• **Directions for this task**:
Scan the entries for "trees". Every line that holds it is to be copied.

• **Input data**:
########################################
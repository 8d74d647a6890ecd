use serde::{Deserialize, Serialize};

/// How much of the document structure a read exposes.
#[derive(Debug, Clone, Copy, PartialEq, Eq, Serialize, Deserialize, Default)]
#[serde(rename_all = "lowercase")]
pub enum LayoutMode {
    #[default]
    Outline,
    Full,
}

/// Rendering style for the outline view.
#[derive(Debug, Clone, Copy, PartialEq, Eq, Serialize, Deserialize, Default)]
#[serde(rename_all = "lowercase")]
pub enum OutlineStyle {
    #[default]
    Summary,
    Tree,
}

/// Verbosity of text-map entries. `None` disables the map entirely.
#[derive(Debug, Clone, Copy, PartialEq, Eq, Serialize, Deserialize, Default)]
#[serde(rename_all = "lowercase")]
pub enum TextMapStyle {
    Full,
    #[default]
    Compact,
    Keys,
    None,
}

/// Which property branches the text map descends into.
#[derive(Debug, Clone, Copy, PartialEq, Eq, Serialize, Deserialize, Default)]
#[serde(rename_all = "lowercase")]
pub enum TextMapScope {
    /// Only the `content` branch of each node.
    #[default]
    Content,
    /// Every property branch.
    All,
}

/// Configuration for one extraction walk.
#[derive(Debug, Clone, Copy, Default)]
pub struct ExtractOptions {
    pub style: TextMapStyle,
    pub scope: TextMapScope,
    /// Maximum characters per entry; 0 means unlimited.
    pub max_chars: usize,
    pub include_media: bool,
}

/// Read-side options as consumed from a request.
#[derive(Debug, Clone, Serialize, Deserialize, Default)]
#[serde(rename_all = "camelCase", default)]
pub struct ReadOptions {
    pub layout_mode: LayoutMode,
    pub outline_style: OutlineStyle,
    pub text_map: bool,
    pub text_map_style: TextMapStyle,
    pub text_map_max_chars: usize,
    pub text_map_scope: TextMapScope,
    pub text_map_include_media: bool,
}

impl ReadOptions {
    pub fn extract_options(&self) -> ExtractOptions {
        ExtractOptions {
            style: self.text_map_style,
            scope: self.text_map_scope,
            max_chars: self.text_map_max_chars,
            include_media: self.text_map_include_media,
        }
    }
}
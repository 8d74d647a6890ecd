pub mod apply;
pub mod inspect;

pub use apply::{apply, ApplyArgs};
pub use inspect::{inspect, InspectArgs};
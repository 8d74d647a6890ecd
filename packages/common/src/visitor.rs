use pageforge_document::Node;

/// Visitor pattern for traversing document trees immutably
///
/// This trait provides a default implementation that walks the entire
/// tree in document order. Override `visit_node` to act on nodes; call
/// `walk_node` from the override to keep descending.
pub trait Visitor: Sized {
    fn visit_node(&mut self, node: &Node) {
        walk_node(self, node);
    }
}

/// Mutable visitor pattern for transforming document trees
///
/// Similar to Visitor, but provides mutable access to nodes.
pub trait VisitorMut: Sized {
    fn visit_node_mut(&mut self, node: &mut Node) {
        walk_node_mut(self, node);
    }
}

pub fn walk_node<V: Visitor>(visitor: &mut V, node: &Node) {
    for child in &node.children {
        visitor.visit_node(child);
    }
}

pub fn walk_node_mut<V: VisitorMut>(visitor: &mut V, node: &mut Node) {
    for child in &mut node.children {
        visitor.visit_node_mut(child);
    }
}
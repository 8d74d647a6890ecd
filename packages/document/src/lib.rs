pub mod catalog;
pub mod codec;
pub mod id_generator;
pub mod legacy;
pub mod node;
pub mod path;

pub use catalog::ElementCatalog;
pub use codec::{build_empty, decode, encode, OriginalType, RootSource, Wrapper};
pub use id_generator::{document_seed, IdGenerator};
pub use legacy::{LegacyError, LegacyResult};
pub use node::Node;
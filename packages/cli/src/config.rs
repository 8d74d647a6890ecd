use pageforge_document::ElementCatalog;
use serde::{Deserialize, Serialize};
use std::path::PathBuf;

pub const DEFAULT_CONFIG_NAME: &str = "pageforge.config.json";

/// Pageforge configuration file format
#[derive(Debug, Clone, Default, Serialize, Deserialize)]
#[serde(rename_all = "camelCase", default)]
pub struct Config {
    /// Element catalog override; defaults to the built-in lists
    pub catalog: Option<ElementCatalog>,

    /// Pretty-print JSON output by default
    pub pretty: bool,
}

impl Config {
    /// Load config from a directory
    pub fn load(cwd: &str) -> anyhow::Result<Self> {
        let config_path = PathBuf::from(cwd).join(DEFAULT_CONFIG_NAME);

        if config_path.exists() {
            let content = std::fs::read_to_string(&config_path)?;
            let config: Config = serde_json::from_str(&content)?;
            Ok(config)
        } else {
            // Return default config if none exists
            Ok(Config::default())
        }
    }

    /// The catalog to run with: the override when present, the built-in
    /// defaults otherwise.
    pub fn catalog(&self) -> ElementCatalog {
        self.catalog.clone().unwrap_or_default()
    }
}
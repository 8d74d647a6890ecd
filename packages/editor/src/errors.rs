//! Error types for the editor

use thiserror::Error;

#[derive(Error, Debug)]
pub enum EditorError {
    /// The edit payload itself is malformed. Stale or unmatched addresses
    /// are never errors; they are skipped with a warning.
    #[error("Invalid edit payload: {0}")]
    InvalidPayload(String),

    #[error("Serialization error: {0}")]
    Json(#[from] serde_json::Error),
}
use pageforge_document::LegacyError;
use thiserror::Error;

/// Common error type that can hold any pageforge error
#[derive(Error, Debug)]
pub enum CommonError {
    #[error("Legacy decode error: {0}")]
    Legacy(#[from] LegacyError),

    #[error("Serialization error: {0}")]
    Json(#[from] serde_json::Error),

    #[error("IO error: {0}")]
    Io(#[from] std::io::Error),

    #[error("Generic error: {0}")]
    Generic(String),
}

impl From<String> for CommonError {
    fn from(s: String) -> Self {
        CommonError::Generic(s)
    }
}

impl From<&str> for CommonError {
    fn from(s: &str) -> Self {
        CommonError::Generic(s.to_string())
    }
}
########################################
• **Task response**:
/// Visitor pattern for traversing document trees immutably
/// Mutable visitor pattern for transforming document trees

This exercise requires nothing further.